2) Hand Joint Recognition

This project tackles the problem of 2D keypoint estimation of human hands. Given an image of a human hand, we would like to infer the 2D location of the joints.

Relevant papers:
  1. Shih-En Wei et al. (2016) Convolutional Pose Machines
  2. Alejandro Newell et al. (2016) Stacked Hourglass Networks for Human Pose Estimation

3) Eye Gaze Estimation

This project concerns the estimation of eye gaze direction. In other words, we try to find in which 3D direction a person's eye is looking towards, as seen from the perspective of a webcam.

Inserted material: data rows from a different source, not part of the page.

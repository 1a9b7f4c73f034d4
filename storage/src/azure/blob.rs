use super::{StorageAccount, join_segments, observe, request_date, unexpected_status};
use crate::blob::BlobStore;
use crate::error::StorageError;
use crate::types::BlobData;
use async_trait::async_trait;
use reqwest::StatusCode;
use reqwest::header::AUTHORIZATION;
use std::collections::HashMap;
use std::time::{Duration, Instant};

const API_VERSION: &str = "2021-12-02";
const METADATA_PREFIX: &str = "x-ms-meta-";

/// Reads blobs from one container of an Azure storage account.
pub struct AzureBlobStore {
    client: reqwest::Client,
    account: StorageAccount,
    container: String,
}

impl AzureBlobStore {
    pub fn new(
        account: StorageAccount,
        container: &str,
        timeout: Duration,
    ) -> Result<Self, StorageError> {
        Ok(AzureBlobStore {
            client: reqwest::Client::builder().timeout(timeout).build()?,
            account,
            container: container.to_string(),
        })
    }

    async fn get(&self, name: &str) -> Result<Option<BlobData>, StorageError> {
        let url = join_segments(&self.account.blob_endpoint, [self.container.as_str(), name])?;
        let date = request_date();
        let string_to_sign = format!(
            "GET\n\n\n\nx-ms-date:{date}\nx-ms-version:{API_VERSION}\n{}",
            self.account.canonical_resource(&url)
        );

        let response = self
            .client
            .get(url)
            .header("x-ms-date", &date)
            .header("x-ms-version", API_VERSION)
            .header(AUTHORIZATION, self.account.authorization(&string_to_sign)?)
            .send()
            .await?;

        match response.status() {
            StatusCode::NOT_FOUND => Ok(None),
            status if status.is_success() => {
                let metadata: HashMap<String, String> = response
                    .headers()
                    .iter()
                    .filter_map(|(header, value)| {
                        let key = header.as_str().strip_prefix(METADATA_PREFIX)?;
                        let value = value.to_str().ok()?;
                        Some((key.to_string(), value.to_string()))
                    })
                    .collect();
                let content = response.bytes().await?;
                Ok(Some(BlobData::new(name, content, metadata)))
            }
            _ => Err(unexpected_status(response).await),
        }
    }
}

#[async_trait]
impl BlobStore for AzureBlobStore {
    async fn fetch(&self, name: &str) -> Result<Option<BlobData>, StorageError> {
        let start = Instant::now();
        let result = self.get(name).await;
        observe("blob", "fetch", start, &result);
        if let Err(e) = &result {
            tracing::warn!(container = %self.container, blob = name, error = %e, "blob fetch failed");
        }
        result
    }
}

We work with just single eye images as input and regress two angles to represent eyeball yaw and pitch.

Relevant papers:
  1. Xucong Zhang et al. (2017) MPIIGaze: Real-World Dataset and Deep Appearance-Based Gaze Estimation
  2. Kyle Krafka et al. (2016) Eye Tracking for Everyone
  3. Ashish Shrivastava et al. (2017) Learning from Simulated and Unsupervised Images through Adversarial Training

4) Human Motion Prediction

In this project you are given a sequence of full-body human poses, represented as 3D skeletal data, and the task is to predict how the motion continues for several frames in the future.

Relevant papers:
  1. Katerina Fragkiadaki et al. (2015) Recurrent Network Models for Human Dynamics
  2. Julieta Martinez et al. (2017) On Human Motion Prediction Using Recurrent Neural Networks
  3. Partha Ghosh et al. (2017) Learning Human Motion Models for Long-term Predictions

Case Study

We will have an in-class case study, where we simulate a program committee meeting. This part of the course is optional and will not be graded. However, you will have the chance to discuss a paper that can be relevant for the project. In order to participate in the case study, you will have to register through a form that will be published here in due time.


The performance assessment is a written exam (2 hours) conducted during the examination session (Jul-Aug). It will constitute 50 % of the final grade.